-- Activity --
Please output, without any change, the lines of the material below from the very first through the one with "and a device".
--- Record extracts Enclosed Below ---
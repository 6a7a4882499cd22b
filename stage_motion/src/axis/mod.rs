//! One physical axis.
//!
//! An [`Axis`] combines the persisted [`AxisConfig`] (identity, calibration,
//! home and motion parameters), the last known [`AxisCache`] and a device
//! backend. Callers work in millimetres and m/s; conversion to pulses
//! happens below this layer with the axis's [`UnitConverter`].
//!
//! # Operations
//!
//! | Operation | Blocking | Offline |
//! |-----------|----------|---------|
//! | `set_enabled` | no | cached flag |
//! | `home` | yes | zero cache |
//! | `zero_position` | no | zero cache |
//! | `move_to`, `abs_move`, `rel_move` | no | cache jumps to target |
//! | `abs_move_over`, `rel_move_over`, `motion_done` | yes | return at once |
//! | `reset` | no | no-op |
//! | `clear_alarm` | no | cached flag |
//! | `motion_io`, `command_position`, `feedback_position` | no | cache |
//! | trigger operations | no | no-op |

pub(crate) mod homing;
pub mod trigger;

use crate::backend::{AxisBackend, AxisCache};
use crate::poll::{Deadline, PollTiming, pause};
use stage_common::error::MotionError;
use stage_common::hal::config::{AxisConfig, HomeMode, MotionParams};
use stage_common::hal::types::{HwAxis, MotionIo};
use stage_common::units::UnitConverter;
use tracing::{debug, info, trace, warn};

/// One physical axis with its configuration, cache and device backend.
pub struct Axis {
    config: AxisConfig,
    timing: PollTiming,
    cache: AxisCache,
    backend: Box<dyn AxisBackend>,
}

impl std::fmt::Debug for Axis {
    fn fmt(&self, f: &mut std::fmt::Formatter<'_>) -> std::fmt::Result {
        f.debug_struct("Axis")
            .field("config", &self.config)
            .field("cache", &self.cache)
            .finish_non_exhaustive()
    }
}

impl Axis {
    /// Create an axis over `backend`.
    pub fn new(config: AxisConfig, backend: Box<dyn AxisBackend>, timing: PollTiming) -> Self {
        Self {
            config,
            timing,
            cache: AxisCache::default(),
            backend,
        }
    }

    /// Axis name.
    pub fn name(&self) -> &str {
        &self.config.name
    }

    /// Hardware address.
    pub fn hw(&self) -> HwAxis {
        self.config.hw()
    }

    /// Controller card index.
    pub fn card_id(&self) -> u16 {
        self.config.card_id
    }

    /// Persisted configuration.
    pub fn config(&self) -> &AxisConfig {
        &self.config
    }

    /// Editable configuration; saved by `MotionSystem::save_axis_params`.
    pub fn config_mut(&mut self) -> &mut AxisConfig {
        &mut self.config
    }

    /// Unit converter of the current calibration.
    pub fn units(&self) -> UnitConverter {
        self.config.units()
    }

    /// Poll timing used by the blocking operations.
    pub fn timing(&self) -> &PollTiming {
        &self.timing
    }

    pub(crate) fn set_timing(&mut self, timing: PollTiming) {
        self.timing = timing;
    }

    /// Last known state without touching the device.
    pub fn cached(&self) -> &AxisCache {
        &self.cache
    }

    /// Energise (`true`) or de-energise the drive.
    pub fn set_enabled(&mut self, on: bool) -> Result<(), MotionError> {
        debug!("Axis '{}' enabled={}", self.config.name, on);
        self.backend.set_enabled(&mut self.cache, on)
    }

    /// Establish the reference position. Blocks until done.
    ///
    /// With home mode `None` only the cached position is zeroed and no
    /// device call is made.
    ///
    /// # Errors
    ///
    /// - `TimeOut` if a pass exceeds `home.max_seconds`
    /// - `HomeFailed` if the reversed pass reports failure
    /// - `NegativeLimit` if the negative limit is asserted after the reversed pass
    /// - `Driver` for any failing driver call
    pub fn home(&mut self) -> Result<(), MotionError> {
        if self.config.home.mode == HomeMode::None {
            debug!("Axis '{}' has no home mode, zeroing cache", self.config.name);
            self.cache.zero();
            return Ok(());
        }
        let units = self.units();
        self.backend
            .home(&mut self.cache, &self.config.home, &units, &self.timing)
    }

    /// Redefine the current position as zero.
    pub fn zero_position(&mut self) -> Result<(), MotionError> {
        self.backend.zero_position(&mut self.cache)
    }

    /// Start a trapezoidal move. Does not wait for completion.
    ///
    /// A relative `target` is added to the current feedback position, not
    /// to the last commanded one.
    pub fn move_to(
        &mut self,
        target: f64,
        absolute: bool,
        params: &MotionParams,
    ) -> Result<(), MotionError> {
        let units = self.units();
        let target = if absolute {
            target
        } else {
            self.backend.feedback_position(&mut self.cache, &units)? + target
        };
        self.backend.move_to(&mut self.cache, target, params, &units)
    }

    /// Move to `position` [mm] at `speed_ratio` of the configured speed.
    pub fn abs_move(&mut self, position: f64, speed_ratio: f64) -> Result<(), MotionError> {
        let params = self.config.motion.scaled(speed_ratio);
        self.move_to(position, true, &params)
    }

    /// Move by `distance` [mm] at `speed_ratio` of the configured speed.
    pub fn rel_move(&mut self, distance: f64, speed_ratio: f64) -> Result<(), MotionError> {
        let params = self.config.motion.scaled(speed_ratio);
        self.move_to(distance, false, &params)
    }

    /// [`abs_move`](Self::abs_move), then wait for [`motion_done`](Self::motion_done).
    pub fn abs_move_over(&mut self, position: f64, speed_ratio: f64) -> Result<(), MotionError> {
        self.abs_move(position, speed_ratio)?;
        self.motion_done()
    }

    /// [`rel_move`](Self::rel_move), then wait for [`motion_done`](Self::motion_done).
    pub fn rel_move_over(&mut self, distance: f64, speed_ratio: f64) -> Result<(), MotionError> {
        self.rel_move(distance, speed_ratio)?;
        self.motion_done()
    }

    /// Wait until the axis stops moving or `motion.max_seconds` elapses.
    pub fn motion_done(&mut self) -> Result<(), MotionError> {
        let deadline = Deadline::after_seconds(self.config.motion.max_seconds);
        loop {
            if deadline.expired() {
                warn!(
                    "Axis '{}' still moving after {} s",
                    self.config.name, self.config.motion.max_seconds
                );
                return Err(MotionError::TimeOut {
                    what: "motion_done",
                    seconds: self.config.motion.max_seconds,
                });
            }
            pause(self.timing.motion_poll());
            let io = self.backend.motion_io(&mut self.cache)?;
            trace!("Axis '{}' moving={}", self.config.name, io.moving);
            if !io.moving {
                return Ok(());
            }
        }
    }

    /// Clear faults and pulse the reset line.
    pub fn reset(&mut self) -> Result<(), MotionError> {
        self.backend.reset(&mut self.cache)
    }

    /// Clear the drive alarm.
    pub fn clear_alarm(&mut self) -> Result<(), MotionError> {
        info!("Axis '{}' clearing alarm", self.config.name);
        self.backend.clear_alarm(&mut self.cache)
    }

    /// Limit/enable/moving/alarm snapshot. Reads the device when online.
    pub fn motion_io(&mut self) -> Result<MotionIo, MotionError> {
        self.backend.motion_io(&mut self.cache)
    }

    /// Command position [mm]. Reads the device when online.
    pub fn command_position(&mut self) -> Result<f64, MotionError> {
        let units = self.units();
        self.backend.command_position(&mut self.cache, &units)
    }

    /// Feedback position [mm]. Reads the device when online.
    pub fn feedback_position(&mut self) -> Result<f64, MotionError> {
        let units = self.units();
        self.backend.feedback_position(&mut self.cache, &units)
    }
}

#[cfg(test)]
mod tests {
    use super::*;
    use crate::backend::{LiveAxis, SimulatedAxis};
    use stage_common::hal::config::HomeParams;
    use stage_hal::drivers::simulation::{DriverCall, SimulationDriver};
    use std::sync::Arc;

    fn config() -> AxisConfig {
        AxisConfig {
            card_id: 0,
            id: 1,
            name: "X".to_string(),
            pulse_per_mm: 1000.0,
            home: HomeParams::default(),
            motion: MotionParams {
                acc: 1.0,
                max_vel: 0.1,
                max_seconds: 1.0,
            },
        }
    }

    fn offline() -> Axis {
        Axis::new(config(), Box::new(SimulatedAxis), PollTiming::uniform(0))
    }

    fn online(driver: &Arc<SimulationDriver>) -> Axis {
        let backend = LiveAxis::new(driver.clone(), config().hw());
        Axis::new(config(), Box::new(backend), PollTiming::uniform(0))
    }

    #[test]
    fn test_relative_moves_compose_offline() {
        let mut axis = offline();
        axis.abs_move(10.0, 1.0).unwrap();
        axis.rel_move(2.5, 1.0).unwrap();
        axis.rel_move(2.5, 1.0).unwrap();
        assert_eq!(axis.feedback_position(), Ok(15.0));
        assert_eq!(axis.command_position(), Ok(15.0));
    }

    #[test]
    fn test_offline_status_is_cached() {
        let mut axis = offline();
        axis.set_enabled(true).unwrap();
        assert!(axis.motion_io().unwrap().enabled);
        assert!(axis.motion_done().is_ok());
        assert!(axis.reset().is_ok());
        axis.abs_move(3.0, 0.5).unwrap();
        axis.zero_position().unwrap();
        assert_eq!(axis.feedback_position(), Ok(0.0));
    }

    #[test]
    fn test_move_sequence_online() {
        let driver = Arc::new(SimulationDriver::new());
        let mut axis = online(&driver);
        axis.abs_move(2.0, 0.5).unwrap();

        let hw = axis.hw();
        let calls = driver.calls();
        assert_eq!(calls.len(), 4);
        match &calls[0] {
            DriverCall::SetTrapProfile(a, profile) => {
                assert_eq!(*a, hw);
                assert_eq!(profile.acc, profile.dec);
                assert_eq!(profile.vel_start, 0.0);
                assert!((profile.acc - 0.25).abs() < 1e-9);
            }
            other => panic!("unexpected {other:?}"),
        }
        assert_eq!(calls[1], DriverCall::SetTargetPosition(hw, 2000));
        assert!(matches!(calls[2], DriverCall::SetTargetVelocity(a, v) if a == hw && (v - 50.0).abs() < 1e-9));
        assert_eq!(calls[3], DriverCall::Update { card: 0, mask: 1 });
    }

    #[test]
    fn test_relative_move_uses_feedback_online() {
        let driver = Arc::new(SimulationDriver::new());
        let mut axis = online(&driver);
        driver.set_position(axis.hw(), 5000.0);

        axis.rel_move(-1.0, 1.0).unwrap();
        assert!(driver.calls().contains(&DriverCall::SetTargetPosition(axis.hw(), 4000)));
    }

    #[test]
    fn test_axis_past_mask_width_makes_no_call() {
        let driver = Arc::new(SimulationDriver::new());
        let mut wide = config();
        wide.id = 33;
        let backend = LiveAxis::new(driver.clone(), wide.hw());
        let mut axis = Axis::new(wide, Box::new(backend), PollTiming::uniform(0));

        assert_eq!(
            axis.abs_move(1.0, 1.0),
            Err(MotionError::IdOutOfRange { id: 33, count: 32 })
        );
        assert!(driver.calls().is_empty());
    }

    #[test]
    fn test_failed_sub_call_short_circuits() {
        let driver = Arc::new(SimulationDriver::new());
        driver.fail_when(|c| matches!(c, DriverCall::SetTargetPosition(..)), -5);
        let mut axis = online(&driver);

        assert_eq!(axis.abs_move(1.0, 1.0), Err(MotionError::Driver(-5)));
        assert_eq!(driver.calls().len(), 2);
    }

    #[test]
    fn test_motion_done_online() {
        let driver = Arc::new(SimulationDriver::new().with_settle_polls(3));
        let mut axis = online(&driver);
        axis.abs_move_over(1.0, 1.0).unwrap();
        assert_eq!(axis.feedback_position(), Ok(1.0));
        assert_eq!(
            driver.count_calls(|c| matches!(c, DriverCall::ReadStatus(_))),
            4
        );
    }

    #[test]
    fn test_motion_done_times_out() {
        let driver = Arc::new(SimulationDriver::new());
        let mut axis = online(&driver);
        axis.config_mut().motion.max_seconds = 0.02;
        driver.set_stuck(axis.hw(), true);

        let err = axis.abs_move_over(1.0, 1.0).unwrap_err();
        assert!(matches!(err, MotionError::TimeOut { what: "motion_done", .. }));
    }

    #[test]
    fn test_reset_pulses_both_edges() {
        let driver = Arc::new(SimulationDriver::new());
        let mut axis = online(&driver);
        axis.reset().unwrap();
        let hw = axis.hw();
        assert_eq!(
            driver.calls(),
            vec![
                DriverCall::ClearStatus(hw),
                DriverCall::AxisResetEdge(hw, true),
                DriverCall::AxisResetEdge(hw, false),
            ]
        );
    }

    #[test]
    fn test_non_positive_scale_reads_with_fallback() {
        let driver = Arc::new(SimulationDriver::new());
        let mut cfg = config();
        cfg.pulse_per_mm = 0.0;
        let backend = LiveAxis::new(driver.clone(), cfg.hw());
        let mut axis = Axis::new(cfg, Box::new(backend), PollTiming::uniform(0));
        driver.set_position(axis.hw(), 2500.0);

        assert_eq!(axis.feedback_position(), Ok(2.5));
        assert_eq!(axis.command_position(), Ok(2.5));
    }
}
--- End of Enclosed Record extracts ---
-- Solution to the exercise --
repository 6a7a4882499cd22b
filename stage_motion/src/axis/mod.rs
//! One physical axis.
//!
//! An [`Axis`] combines the persisted [`AxisConfig`] (identity, calibration,
//! home and motion parameters), the last known [`AxisCache`] and a device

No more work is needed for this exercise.